Task requirements -> Return the following from the records below: each line, word for word, starting with the line that contains "the provisioning gateway" and going on through the line that contains "if matches!(status_code, 429", with nothing outside that range.

### The records ###

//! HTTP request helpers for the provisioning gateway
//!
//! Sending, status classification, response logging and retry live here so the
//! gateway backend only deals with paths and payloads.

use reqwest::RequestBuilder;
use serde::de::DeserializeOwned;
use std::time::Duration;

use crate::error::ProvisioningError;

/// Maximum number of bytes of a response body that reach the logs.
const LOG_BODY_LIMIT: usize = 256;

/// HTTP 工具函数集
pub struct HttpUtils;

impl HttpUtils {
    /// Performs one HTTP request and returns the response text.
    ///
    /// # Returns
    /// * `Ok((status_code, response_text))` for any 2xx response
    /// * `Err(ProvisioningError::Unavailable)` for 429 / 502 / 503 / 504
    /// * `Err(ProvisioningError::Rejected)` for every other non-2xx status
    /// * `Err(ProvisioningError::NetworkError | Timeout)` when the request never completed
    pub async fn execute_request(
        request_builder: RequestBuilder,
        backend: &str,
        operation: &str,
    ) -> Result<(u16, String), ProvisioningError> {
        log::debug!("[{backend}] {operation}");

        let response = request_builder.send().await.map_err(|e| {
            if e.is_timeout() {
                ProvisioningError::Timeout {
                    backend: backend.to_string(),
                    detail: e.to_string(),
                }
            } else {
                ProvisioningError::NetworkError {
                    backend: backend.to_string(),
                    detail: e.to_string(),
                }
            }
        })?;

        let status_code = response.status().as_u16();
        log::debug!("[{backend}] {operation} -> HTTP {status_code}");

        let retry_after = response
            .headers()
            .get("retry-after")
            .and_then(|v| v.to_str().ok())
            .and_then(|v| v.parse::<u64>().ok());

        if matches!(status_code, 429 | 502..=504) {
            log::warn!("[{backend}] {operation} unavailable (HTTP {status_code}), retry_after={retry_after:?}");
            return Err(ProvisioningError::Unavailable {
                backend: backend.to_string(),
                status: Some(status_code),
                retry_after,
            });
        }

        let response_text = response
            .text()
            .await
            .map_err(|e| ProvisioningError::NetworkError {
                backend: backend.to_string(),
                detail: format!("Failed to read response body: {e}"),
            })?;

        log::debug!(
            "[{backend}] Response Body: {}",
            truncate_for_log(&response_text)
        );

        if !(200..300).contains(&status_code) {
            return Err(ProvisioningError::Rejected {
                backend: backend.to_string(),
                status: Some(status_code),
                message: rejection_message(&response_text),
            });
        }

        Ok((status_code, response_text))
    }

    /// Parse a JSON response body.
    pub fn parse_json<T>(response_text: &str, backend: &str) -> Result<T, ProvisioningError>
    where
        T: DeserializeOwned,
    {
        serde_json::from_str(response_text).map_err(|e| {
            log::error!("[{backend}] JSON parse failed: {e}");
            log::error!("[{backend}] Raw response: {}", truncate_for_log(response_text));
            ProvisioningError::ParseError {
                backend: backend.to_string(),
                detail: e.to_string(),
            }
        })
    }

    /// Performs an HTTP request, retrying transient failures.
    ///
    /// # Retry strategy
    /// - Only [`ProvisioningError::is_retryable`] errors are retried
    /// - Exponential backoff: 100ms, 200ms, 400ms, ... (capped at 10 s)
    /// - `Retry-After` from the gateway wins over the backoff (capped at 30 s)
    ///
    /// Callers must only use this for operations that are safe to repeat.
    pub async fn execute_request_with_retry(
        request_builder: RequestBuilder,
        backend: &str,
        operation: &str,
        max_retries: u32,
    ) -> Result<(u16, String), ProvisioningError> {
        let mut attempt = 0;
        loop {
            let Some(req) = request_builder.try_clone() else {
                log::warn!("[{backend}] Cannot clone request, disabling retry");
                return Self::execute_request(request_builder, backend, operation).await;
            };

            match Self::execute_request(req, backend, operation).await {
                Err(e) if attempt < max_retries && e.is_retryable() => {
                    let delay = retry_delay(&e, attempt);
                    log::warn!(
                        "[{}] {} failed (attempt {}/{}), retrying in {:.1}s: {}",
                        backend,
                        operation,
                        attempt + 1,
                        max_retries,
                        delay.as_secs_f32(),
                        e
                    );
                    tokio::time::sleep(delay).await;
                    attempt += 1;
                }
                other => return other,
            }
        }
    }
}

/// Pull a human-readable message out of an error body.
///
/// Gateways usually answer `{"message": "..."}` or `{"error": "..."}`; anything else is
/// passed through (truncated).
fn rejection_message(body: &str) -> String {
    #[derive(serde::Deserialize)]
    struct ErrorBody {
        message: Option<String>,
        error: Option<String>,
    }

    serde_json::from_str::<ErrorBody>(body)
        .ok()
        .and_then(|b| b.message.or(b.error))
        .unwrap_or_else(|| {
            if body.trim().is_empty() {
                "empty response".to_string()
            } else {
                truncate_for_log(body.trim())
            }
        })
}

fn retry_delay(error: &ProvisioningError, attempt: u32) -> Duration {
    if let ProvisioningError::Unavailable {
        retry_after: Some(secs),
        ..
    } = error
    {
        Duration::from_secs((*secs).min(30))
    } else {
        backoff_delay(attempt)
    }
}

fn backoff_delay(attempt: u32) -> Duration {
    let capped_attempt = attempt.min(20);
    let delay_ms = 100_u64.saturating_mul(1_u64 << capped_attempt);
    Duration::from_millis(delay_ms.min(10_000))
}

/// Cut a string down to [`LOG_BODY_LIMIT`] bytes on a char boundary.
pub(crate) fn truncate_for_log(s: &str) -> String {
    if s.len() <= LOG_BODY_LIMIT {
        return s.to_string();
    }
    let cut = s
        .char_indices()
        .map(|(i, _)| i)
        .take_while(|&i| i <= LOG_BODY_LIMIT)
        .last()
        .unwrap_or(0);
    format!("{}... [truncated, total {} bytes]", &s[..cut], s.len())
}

###
### The records ###

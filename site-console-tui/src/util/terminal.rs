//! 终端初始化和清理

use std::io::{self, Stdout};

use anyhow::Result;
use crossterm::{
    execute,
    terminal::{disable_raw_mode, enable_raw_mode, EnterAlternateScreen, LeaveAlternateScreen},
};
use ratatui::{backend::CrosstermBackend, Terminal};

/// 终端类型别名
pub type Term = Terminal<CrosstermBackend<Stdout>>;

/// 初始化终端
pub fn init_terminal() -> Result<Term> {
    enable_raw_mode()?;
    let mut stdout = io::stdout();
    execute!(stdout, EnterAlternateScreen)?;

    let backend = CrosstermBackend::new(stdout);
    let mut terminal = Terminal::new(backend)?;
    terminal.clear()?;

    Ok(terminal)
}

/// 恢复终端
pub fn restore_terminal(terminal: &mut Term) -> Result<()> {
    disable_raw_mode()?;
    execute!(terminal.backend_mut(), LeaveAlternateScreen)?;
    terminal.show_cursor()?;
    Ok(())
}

###

Response to this exercise ->
//! HTTP request helpers for the provisioning gateway
//!
//! Sending, status classification, response logging and retry live here so the
//! gateway backend only deals with paths and payloads.

use reqwest::RequestBuilder;
use serde::de::DeserializeOwned;
use std::time::Duration;

use crate::error::ProvisioningError;

/// Maximum number of bytes of a response body that reach the logs.
const LOG_BODY_LIMIT: usize = 256;

/// HTTP 工具函数集
pub struct HttpUtils;

impl HttpUtils {
    /// Performs one HTTP request and returns the response text.
    ///
    /// # Returns
    /// * `Ok((status_code, response_text))` for any 2xx response
    /// * `Err(ProvisioningError::Unavailable)` for 429 / 502 / 503 / 504
    /// * `Err(ProvisioningError::Rejected)` for every other non-2xx status
    /// * `Err(ProvisioningError::NetworkError | Timeout)` when the request never completed
    pub async fn execute_request(
        request_builder: RequestBuilder,
        backend: &str,
        operation: &str,
    ) -> Result<(u16, String), ProvisioningError> {
        log::debug!("[{backend}] {operation}");

        let response = request_builder.send().await.map_err(|e| {
            if e.is_timeout() {
                ProvisioningError::Timeout {
                    backend: backend.to_string(),
                    detail: e.to_string(),
                }
            } else {
                ProvisioningError::NetworkError {
                    backend: backend.to_string(),
                    detail: e.to_string(),
                }
            }
        })?;

        let status_code = response.status().as_u16();
        log::debug!("[{backend}] {operation} -> HTTP {status_code}");

        let retry_after = response
            .headers()
            .get("retry-after")
            .and_then(|v| v.to_str().ok())
            .and_then(|v| v.parse::<u64>().ok());

        if matches!(status_code, 429 | 502..=504) {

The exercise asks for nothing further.